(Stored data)
/// Returns a fully-commented stock `pages.toml` with all keys and explanations.
///
/// Used by the `gen-config` CLI command.
pub fn stock_config_toml() -> &'static str {
    r##"# Repository Pages Configuration
# ==============================
# All settings are optional. Remove or comment out any you don't need.
# Values shown below are the defaults.
# Unknown keys will cause an error.

# Project name. Components live in <apps_dir>/<project>,
# content in <content_dir>/<project>.
project = "site"

# Directory layout, relative to the repository root.
content_dir = "content"
apps_dir = "apps"
models_dir = "models"

# Resources with this resource type are rendered as pages.
page_type = "cq/Page"

# Child of each page that the page render starts from.
page_content = "jcr:content"

# Model script looked up inside each component directory.
model_file = "model.json"

# When true, rendering a component without a model is a node failure.
# When false, the component sees a null `model`.
strict_models = false

# Maximum nesting of objects inside content files.
max_content_depth = 64

# Maximum nesting of resource and file inclusion while rendering.
max_render_depth = 32

# ---------------------------------------------------------------------------
# Standalone component rendering
# ---------------------------------------------------------------------------
[components]
# Resources whose type matches this regex are rendered on their own,
# using the template variant named by `selector`. Resources whose
# component has no such variant are skipped.
# pattern = "^site/components/teaser$"
selector = "loader"

# ---------------------------------------------------------------------------
# Custom bindings
# ---------------------------------------------------------------------------
[bindings]
# Static values visible to every component template by name.
# `model` and the structural variables are reserved.
# site_name = "Example"

# ---------------------------------------------------------------------------
# Processing
# ---------------------------------------------------------------------------
[processing]
# Maximum parallel render workers.
# Omit or comment out to auto-detect (= number of CPU cores).
# max_processes = 4
"##
}

/// Static custom bindings in the form the bindings provider takes.
pub fn static_bindings(config: &SiteConfig) -> Vec<(String, crate::bindings::Binding)> {
    config
        .bindings
        .iter()
        .map(|(name, value)| (name.clone(), value.clone().into()))
        .collect()
}

#[cfg(test)]
mod tests {
    use super::*;
    use serde_json::json;
    use tempfile::TempDir;

    #[test]
    fn default_config_layout_names() {
        let config = SiteConfig::default();
        assert_eq!(config.project, "site");
        assert_eq!(config.page_type, "cq/Page");
        assert_eq!(config.page_content, "jcr:content");
        assert_eq!(config.components.selector, "loader");
        assert!(config.components.pattern.is_none());
    }

    #[test]
    fn parse_partial_config() {
        let toml = r#"
project = "shop"

[components]
pattern = "^shop/components/card$"
"#;
        let config: SiteConfig = toml::from_str(toml).unwrap();
        assert_eq!(config.project, "shop");
        assert_eq!(config.components.pattern.as_deref(), Some("^shop/components/card$"));
        // Defaults preserved
        assert_eq!(config.components.selector, "loader");
        assert_eq!(config.max_render_depth, 32);
    }

    #[test]
    fn layout_resolves_directories() {
        let config = SiteConfig::default();
        let layout = config.layout(Path::new("/repo"));
        assert_eq!(layout.source_root, PathBuf::from("/repo/apps"));
        assert_eq!(layout.shared_root, PathBuf::from("/repo/apps/site"));
        assert_eq!(layout.content_root, PathBuf::from("content/site"));
        assert_eq!(layout.models_dir, PathBuf::from("/repo/models"));
    }

    // =========================================================================
    // load_config tests
    // =========================================================================

    #[test]
    fn load_config_returns_default_when_no_file() {
        let tmp = TempDir::new().unwrap();
        let config = load_config(tmp.path()).unwrap();
        assert_eq!(config.project, "site");
    }

    #[test]
    fn load_config_reads_bindings() {
        let tmp = TempDir::new().unwrap();
        fs::write(
            tmp.path().join(CONFIG_FILE),
            r#"
[bindings]
site_name = "Demo"
year = 2024
"#,
        )
        .unwrap();
        let config = load_config(tmp.path()).unwrap();
        assert_eq!(config.bindings["site_name"], json!("Demo"));
        assert_eq!(config.bindings["year"], json!(2024));
        assert_eq!(static_bindings(&config).len(), 2);
    }

    #[test]
    fn load_config_rejects_unknown_keys() {
        let tmp = TempDir::new().unwrap();
        fs::write(tmp.path().join(CONFIG_FILE), "projcet = \"typo\"\n").unwrap();
        assert!(matches!(load_config(tmp.path()), Err(ConfigError::Toml(_))));
    }

    #[test]
    fn load_config_rejects_invalid_toml() {
        let tmp = TempDir::new().unwrap();
        fs::write(tmp.path().join(CONFIG_FILE), "project = ").unwrap();
        assert!(matches!(load_config(tmp.path()), Err(ConfigError::Toml(_))));
    }

    #[test]
    fn reserved_binding_name_is_rejected() {
        let mut config = SiteConfig::default();
        config.bindings.insert("model".into(), json!(1));
        assert!(matches!(config.validate(), Err(ConfigError::Validation(_))));

        let mut config = SiteConfig::default();
        config.bindings.insert("page_properties".into(), json!(1));
        assert!(matches!(config.validate(), Err(ConfigError::Validation(_))));
    }

    #[test]
    fn invalid_pattern_is_rejected() {
        let mut config = SiteConfig::default();
        config.components.pattern = Some("(unclosed".into());
        assert!(matches!(config.validate(), Err(ConfigError::Pattern(_))));
    }

    #[test]
    fn zero_depth_is_rejected() {
        let mut config = SiteConfig::default();
        config.max_render_depth = 0;
        assert!(config.validate().is_err());
    }

    #[test]
    fn merge_keeps_unrelated_defaults() {
        let base = stock_defaults_value();
        let overlay: toml::Value = toml::from_str("[components]\nselector = \"card\"\n").unwrap();
        let config = resolve_config(base, Some(overlay)).unwrap();
        assert_eq!(config.components.selector, "card");
        assert_eq!(config.page_type, "cq/Page");
    }

    #[test]
    fn stock_config_parses_to_defaults() {
        let config: SiteConfig = toml::from_str(stock_config_toml()).unwrap();
        let defaults = SiteConfig::default();
        assert_eq!(config.project, defaults.project);
        assert_eq!(config.max_content_depth, defaults.max_content_depth);
        assert_eq!(config.components.selector, defaults.components.selector);
        config.validate().unwrap();
    }

    #[test]
    fn effective_threads_clamps_to_cores() {
        let cores = effective_threads(&ProcessingConfig::default());
        assert!(cores >= 1);
        let one = effective_threads(&ProcessingConfig {
            max_processes: Some(1),
        });
        assert_eq!(one, 1);
    }
}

• [The task]:
Could you set down every record exactly as given?

• [Answer area]:
/// Returns a fully-commented stock `pages.toml` with all keys and explanations.
///
/// Used by the `gen-config` CLI command.
pub fn stock_config_toml() -> &'static str {
    r##"# Repository Pages Configuration
# ==============================
# All settings are optional. Remove or comment out any you don't need.
# Values shown below are the defaults.
# Unknown keys will cause an error.

# Project name. Components live in <apps_dir>/<project>,
# content in <content_dir>/<project>.
project = "site"

# Directory layout, relative to the repository root.
content_dir = "content"
apps_dir = "apps"
models_dir = "models"

# Resources with this resource type are rendered as pages.
page_type = "cq/Page"

# Child of each page that the page render starts from.
page_content = "jcr:content"

# Model script looked up inside each component directory.
model_file = "model.json"

# When true, rendering a component without a model is a node failure.
# When false, the component sees a null `model`.
strict_models = false

# Maximum nesting of objects inside content files.
max_content_depth = 64

# Maximum nesting of resource and file inclusion while rendering.
max_render_depth = 32

# ---------------------------------------------------------------------------
# Standalone component rendering
# ---------------------------------------------------------------------------
[components]
# Resources whose type matches this regex are rendered on their own,
# using the template variant named by `selector`. Resources whose
# component has no such variant are skipped.
# pattern = "^site/components/teaser$"
selector = "loader"

# ---------------------------------------------------------------------------
# Custom bindings
# ---------------------------------------------------------------------------
[bindings]
# Static values visible to every component template by name.
# `model` and the structural variables are reserved.
# site_name = "Example"

# ---------------------------------------------------------------------------
# Processing
# ---------------------------------------------------------------------------
[processing]
# Maximum parallel render workers.
# Omit or comment out to auto-detect (= number of CPU cores).
# max_processes = 4
"##
}

/// Static custom bindings in the form the bindings provider takes.
pub fn static_bindings(config: &SiteConfig) -> Vec<(String, crate::bindings::Binding)> {
    config
        .bindings
        .iter()
        .map(|(name, value)| (name.clone(), value.clone().into()))
        .collect()
}

#[cfg(test)]
mod tests {
    use super::*;
    use serde_json::json;
    use tempfile::TempDir;

    #[test]
    fn default_config_layout_names() {
        let config = SiteConfig::default();
        assert_eq!(config.project, "site");
        assert_eq!(config.page_type, "cq/Page");
        assert_eq!(config.page_content, "jcr:content");
        assert_eq!(config.components.selector, "loader");
        assert!(config.components.pattern.is_none());
    }

    #[test]
    fn parse_partial_config() {
        let toml = r#"
project = "shop"

[components]
pattern = "^shop/components/card$"
"#;
        let config: SiteConfig = toml::from_str(toml).unwrap();
        assert_eq!(config.project, "shop");
        assert_eq!(config.components.pattern.as_deref(), Some("^shop/components/card$"));
        // Defaults preserved
        assert_eq!(config.components.selector, "loader");
        assert_eq!(config.max_render_depth, 32);
    }

    #[test]
    fn layout_resolves_directories() {
        let config = SiteConfig::default();
        let layout = config.layout(Path::new("/repo"));
        assert_eq!(layout.source_root, PathBuf::from("/repo/apps"));
        assert_eq!(layout.shared_root, PathBuf::from("/repo/apps/site"));
        assert_eq!(layout.content_root, PathBuf::from("content/site"));
        assert_eq!(layout.models_dir, PathBuf::from("/repo/models"));
    }

    // =========================================================================
    // load_config tests
    // =========================================================================

    #[test]
    fn load_config_returns_default_when_no_file() {
        let tmp = TempDir::new().unwrap();
        let config = load_config(tmp.path()).unwrap();
        assert_eq!(config.project, "site");
    }

    #[test]
    fn load_config_reads_bindings() {
        let tmp = TempDir::new().unwrap();
        fs::write(
            tmp.path().join(CONFIG_FILE),
            r#"
[bindings]
site_name = "Demo"
year = 2024
"#,
        )
        .unwrap();
        let config = load_config(tmp.path()).unwrap();
        assert_eq!(config.bindings["site_name"], json!("Demo"));
        assert_eq!(config.bindings["year"], json!(2024));
        assert_eq!(static_bindings(&config).len(), 2);
    }

    #[test]
    fn load_config_rejects_unknown_keys() {
        let tmp = TempDir::new().unwrap();
        fs::write(tmp.path().join(CONFIG_FILE), "projcet = \"typo\"\n").unwrap();
        assert!(matches!(load_config(tmp.path()), Err(ConfigError::Toml(_))));
    }

    #[test]
    fn load_config_rejects_invalid_toml() {
        let tmp = TempDir::new().unwrap();
        fs::write(tmp.path().join(CONFIG_FILE), "project = ").unwrap();
        assert!(matches!(load_config(tmp.path()), Err(ConfigError::Toml(_))));
    }

    #[test]
    fn reserved_binding_name_is_rejected() {
        let mut config = SiteConfig::default();
        config.bindings.insert("model".into(), json!(1));
        assert!(matches!(config.validate(), Err(ConfigError::Validation(_))));

        let mut config = SiteConfig::default();
        config.bindings.insert("page_properties".into(), json!(1));
        assert!(matches!(config.validate(), Err(ConfigError::Validation(_))));
    }

    #[test]
    fn invalid_pattern_is_rejected() {
        let mut config = SiteConfig::default();
        config.components.pattern = Some("(unclosed".into());
        assert!(matches!(config.validate(), Err(ConfigError::Pattern(_))));
    }

    #[test]
    fn zero_depth_is_rejected() {
        let mut config = SiteConfig::default();
        config.max_render_depth = 0;
        assert!(config.validate().is_err());
    }

    #[test]
    fn merge_keeps_unrelated_defaults() {
        let base = stock_defaults_value();
        let overlay: toml::Value = toml::from_str("[components]\nselector = \"card\"\n").unwrap();
        let config = resolve_config(base, Some(overlay)).unwrap();
        assert_eq!(config.components.selector, "card");
        assert_eq!(config.page_type, "cq/Page");
    }

    #[test]
    fn stock_config_parses_to_defaults() {
        let config: SiteConfig = toml::from_str(stock_config_toml()).unwrap();
        let defaults = SiteConfig::default();
        assert_eq!(config.project, defaults.project);
        assert_eq!(config.max_content_depth, defaults.max_content_depth);
        assert_eq!(config.components.selector, defaults.components.selector);
        config.validate().unwrap();
    }

    #[test]
    fn effective_threads_clamps_to_cores() {
        let cores = effective_threads(&ProcessingConfig::default());
        assert!(cores >= 1);
        let one = effective_threads(&ProcessingConfig {
            max_processes: Some(1),
        });
        assert_eq!(one, 1);
    }
}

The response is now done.